_Directions_
From the records, pick out and copy each line containing "static".

[Entries shown]

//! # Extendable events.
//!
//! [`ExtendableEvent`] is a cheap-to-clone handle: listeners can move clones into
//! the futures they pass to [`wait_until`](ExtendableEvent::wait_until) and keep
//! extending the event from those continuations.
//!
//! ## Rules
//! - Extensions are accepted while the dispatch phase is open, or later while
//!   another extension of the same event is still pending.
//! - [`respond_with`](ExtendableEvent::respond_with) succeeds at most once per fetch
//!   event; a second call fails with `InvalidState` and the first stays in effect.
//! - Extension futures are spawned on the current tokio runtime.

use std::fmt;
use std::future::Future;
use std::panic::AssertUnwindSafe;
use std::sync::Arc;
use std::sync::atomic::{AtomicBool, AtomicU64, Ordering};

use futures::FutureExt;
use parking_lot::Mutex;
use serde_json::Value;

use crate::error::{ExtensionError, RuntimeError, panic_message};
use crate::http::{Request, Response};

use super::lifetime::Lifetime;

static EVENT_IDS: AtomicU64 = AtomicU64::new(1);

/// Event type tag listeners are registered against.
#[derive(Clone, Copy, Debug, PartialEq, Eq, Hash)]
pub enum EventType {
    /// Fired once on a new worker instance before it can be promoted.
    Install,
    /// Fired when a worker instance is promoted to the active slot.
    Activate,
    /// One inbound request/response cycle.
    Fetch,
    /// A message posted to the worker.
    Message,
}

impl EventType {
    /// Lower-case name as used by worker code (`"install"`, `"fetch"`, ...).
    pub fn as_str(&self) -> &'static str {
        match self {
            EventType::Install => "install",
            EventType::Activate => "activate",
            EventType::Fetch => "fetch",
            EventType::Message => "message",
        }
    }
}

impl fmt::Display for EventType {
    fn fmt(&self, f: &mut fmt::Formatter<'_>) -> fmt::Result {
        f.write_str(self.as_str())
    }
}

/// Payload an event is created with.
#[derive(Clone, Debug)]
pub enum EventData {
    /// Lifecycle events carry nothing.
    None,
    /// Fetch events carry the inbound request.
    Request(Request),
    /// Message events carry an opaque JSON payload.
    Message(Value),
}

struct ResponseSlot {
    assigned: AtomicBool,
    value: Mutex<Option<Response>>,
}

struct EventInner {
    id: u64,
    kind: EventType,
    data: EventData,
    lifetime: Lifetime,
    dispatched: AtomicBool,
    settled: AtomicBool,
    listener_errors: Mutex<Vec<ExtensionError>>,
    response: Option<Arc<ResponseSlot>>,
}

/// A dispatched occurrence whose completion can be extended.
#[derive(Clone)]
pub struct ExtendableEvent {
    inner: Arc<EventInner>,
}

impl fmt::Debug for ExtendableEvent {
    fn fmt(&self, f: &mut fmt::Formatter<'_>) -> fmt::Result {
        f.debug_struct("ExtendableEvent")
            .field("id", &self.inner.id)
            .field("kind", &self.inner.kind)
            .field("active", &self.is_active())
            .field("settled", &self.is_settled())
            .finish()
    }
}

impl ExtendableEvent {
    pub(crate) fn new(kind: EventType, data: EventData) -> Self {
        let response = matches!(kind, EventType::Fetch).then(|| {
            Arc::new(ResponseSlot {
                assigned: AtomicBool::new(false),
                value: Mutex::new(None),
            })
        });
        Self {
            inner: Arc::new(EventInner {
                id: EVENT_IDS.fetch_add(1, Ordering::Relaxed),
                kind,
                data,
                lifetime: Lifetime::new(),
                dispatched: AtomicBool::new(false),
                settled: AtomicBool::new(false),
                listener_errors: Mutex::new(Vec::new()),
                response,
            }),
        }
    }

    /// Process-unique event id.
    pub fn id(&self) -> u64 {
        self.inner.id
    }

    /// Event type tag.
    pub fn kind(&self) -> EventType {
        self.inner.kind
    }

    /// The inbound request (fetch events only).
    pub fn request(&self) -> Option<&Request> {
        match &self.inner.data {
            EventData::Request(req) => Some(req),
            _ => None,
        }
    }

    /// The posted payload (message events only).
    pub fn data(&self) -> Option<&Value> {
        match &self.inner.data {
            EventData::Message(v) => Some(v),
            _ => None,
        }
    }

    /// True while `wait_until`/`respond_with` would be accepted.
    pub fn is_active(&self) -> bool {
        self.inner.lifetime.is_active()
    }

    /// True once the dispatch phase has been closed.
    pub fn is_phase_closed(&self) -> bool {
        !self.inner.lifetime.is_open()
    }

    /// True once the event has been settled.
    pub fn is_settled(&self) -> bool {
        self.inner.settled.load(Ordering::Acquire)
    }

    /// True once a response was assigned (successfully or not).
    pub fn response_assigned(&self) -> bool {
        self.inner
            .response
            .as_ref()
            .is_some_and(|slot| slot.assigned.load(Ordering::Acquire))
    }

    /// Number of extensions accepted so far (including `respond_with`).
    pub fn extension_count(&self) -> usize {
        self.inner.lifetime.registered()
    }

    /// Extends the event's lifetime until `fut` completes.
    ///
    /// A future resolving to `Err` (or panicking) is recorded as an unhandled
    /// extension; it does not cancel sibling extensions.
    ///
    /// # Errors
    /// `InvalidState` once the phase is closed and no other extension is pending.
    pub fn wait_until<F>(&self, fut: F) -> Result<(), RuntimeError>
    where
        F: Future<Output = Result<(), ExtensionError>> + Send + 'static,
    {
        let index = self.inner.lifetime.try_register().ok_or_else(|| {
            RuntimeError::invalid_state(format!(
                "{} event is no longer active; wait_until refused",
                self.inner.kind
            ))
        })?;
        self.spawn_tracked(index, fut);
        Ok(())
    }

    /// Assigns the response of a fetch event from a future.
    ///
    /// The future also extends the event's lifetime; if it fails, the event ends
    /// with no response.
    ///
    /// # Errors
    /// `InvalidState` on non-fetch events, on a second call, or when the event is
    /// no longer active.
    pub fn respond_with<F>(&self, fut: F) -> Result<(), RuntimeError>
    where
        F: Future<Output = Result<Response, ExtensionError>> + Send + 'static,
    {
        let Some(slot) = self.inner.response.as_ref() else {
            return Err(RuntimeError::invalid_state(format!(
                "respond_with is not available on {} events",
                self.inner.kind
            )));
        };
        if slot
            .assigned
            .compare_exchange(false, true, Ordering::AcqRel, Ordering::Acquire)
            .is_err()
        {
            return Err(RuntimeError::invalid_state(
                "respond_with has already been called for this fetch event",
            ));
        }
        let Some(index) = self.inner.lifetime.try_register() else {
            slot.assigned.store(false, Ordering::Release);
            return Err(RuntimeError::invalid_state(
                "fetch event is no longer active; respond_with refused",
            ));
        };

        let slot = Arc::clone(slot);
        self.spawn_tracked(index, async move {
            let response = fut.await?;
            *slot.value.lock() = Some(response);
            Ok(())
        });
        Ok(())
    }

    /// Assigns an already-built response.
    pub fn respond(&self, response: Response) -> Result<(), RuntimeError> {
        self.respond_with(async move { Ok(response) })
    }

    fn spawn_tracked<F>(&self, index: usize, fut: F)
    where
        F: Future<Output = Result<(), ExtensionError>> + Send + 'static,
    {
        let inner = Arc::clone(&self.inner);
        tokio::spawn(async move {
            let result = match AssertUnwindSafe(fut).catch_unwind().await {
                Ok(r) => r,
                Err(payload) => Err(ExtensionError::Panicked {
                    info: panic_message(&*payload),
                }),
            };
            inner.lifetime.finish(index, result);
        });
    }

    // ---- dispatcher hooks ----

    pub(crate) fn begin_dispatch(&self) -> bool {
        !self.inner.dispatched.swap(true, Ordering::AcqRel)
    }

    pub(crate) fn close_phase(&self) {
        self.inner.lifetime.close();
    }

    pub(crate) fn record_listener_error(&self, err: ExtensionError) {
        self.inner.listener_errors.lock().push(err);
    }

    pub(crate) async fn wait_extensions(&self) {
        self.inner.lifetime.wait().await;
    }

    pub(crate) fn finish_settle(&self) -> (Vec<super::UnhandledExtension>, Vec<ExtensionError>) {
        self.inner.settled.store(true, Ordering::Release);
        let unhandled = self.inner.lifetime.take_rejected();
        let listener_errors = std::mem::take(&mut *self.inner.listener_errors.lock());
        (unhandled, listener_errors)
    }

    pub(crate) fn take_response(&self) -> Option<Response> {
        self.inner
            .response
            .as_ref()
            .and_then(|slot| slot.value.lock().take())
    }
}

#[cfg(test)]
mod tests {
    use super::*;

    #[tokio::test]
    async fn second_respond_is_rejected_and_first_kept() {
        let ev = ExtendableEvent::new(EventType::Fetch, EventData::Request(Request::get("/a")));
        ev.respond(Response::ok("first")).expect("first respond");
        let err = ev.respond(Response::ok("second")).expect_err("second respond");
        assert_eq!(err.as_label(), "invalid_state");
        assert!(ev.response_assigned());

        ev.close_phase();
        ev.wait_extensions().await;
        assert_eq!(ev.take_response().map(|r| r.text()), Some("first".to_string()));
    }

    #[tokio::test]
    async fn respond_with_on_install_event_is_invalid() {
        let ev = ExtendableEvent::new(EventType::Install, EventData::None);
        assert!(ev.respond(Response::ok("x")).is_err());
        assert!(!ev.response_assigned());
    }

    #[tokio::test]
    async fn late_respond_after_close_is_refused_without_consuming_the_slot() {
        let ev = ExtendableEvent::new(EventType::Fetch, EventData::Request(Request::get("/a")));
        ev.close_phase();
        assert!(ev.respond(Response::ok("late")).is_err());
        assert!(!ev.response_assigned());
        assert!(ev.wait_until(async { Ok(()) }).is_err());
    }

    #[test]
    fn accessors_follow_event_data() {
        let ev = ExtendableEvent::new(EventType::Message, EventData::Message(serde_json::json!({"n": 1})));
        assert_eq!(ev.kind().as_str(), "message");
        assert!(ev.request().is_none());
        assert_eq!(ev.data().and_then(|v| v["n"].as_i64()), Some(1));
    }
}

[/Entries shown]

_Solution for this task_
static EVENT_IDS: AtomicU64 = AtomicU64::new(1);
    pub fn as_str(&self) -> &'static str {
        F: Future<Output = Result<(), ExtensionError>> + Send + 'static,
        F: Future<Output = Result<Response, ExtensionError>> + Send + 'static,
        F: Future<Output = Result<(), ExtensionError>> + Send + 'static,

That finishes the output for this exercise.